[Dataset entries]
▬▬▬▬▬▬
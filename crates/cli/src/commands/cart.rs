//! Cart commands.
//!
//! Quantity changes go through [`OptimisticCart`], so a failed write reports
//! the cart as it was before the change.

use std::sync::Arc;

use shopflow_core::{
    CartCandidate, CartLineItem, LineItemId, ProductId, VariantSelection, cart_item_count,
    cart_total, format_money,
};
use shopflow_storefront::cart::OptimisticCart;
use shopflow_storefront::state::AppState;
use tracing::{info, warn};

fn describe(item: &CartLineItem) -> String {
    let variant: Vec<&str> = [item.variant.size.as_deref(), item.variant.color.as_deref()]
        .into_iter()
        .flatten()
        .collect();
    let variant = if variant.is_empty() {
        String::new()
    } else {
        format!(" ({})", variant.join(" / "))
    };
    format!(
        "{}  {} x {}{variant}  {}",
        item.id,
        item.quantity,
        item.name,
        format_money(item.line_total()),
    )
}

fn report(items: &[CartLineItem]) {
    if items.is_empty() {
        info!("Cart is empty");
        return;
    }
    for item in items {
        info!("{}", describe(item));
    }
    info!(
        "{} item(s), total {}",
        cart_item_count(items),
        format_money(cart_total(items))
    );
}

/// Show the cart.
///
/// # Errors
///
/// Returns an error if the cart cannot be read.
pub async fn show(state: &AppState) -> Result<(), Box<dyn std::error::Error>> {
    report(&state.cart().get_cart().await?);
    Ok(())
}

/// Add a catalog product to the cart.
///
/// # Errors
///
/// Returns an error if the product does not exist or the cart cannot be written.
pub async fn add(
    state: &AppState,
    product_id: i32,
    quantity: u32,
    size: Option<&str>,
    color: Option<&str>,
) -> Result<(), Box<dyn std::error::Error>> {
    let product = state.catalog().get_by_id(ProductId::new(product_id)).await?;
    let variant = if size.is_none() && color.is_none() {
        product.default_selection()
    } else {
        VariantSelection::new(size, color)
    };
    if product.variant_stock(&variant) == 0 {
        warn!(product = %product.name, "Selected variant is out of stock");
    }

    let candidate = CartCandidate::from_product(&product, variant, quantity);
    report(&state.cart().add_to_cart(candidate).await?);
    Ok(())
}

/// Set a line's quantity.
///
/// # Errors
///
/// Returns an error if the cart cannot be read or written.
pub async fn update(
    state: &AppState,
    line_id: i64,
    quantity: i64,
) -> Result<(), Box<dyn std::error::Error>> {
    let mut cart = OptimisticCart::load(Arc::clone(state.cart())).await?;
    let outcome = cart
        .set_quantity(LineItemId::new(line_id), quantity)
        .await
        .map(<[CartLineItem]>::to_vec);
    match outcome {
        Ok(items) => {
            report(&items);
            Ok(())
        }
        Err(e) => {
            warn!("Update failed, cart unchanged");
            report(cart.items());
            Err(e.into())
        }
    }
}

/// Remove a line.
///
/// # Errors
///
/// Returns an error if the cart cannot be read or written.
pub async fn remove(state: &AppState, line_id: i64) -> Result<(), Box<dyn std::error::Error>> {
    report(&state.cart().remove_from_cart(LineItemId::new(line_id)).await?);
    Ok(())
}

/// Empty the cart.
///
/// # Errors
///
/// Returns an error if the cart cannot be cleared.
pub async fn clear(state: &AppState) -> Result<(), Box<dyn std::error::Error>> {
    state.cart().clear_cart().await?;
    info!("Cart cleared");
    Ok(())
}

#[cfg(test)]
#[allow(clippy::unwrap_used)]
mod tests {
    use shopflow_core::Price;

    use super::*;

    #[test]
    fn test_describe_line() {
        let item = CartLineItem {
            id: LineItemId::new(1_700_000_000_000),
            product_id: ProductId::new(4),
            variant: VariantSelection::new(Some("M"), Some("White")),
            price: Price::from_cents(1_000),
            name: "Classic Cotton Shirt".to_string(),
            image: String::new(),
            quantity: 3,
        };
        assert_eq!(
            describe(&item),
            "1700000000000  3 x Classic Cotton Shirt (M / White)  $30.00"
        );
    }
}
▬▬▬▬▬▬
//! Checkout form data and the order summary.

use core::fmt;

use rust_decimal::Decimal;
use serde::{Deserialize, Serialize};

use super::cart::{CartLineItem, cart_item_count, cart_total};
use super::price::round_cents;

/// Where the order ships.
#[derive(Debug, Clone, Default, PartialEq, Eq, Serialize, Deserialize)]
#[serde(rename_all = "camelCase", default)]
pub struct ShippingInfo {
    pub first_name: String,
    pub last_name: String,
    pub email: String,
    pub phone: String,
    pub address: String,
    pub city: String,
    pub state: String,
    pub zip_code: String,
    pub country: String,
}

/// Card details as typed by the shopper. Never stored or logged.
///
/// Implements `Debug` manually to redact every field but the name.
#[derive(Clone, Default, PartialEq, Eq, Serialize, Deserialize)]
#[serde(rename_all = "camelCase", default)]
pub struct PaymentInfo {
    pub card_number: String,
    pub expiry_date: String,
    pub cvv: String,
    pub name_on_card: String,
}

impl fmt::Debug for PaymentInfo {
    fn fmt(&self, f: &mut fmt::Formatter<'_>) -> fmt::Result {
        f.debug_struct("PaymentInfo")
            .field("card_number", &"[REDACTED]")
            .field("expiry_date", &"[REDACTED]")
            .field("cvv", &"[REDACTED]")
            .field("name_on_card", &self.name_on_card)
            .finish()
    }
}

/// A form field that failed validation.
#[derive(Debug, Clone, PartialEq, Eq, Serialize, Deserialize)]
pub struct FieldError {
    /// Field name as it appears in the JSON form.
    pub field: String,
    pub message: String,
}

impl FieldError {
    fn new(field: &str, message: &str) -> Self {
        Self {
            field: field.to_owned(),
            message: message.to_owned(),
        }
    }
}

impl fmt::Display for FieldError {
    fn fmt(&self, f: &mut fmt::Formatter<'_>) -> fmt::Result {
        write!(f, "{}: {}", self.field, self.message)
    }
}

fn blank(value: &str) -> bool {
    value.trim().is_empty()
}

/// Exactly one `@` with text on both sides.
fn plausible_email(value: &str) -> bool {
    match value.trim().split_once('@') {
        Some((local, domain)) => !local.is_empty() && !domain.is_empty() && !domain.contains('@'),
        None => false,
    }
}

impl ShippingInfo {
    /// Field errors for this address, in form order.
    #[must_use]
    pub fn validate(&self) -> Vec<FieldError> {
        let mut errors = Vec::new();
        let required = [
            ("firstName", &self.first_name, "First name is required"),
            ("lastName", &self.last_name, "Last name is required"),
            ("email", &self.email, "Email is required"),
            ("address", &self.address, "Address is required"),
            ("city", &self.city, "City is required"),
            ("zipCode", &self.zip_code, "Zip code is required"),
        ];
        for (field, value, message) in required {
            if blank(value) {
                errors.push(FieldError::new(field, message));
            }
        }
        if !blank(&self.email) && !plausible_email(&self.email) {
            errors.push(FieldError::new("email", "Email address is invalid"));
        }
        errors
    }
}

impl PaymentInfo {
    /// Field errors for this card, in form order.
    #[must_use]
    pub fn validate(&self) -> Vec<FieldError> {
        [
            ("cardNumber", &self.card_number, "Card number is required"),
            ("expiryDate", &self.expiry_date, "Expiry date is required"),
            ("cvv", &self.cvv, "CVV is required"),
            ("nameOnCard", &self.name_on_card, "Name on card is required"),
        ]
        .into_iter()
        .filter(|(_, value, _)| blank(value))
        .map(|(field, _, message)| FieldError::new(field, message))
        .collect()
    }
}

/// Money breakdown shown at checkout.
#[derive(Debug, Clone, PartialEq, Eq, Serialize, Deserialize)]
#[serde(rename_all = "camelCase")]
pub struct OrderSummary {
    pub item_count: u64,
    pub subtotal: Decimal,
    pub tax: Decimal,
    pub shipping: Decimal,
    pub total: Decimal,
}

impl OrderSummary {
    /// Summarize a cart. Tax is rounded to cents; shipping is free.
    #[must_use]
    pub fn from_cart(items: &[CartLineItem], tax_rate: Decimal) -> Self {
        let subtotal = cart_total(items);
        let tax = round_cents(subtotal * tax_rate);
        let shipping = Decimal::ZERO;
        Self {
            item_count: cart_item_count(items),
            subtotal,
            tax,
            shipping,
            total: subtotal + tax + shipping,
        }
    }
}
▬▬▬▬▬▬
(EXERCISE GOAL):
Each line above where the word "await" occurs should be returned in full.

(ANSWER AREA):
    report(&state.cart().get_cart().await?);
    let product = state.catalog().get_by_id(ProductId::new(product_id)).await?;
    report(&state.cart().add_to_cart(candidate).await?);
    let mut cart = OptimisticCart::load(Arc::clone(state.cart())).await?;
        .await
    report(&state.cart().remove_from_cart(LineItemId::new(line_id)).await?);
    state.cart().clear_cart().await?;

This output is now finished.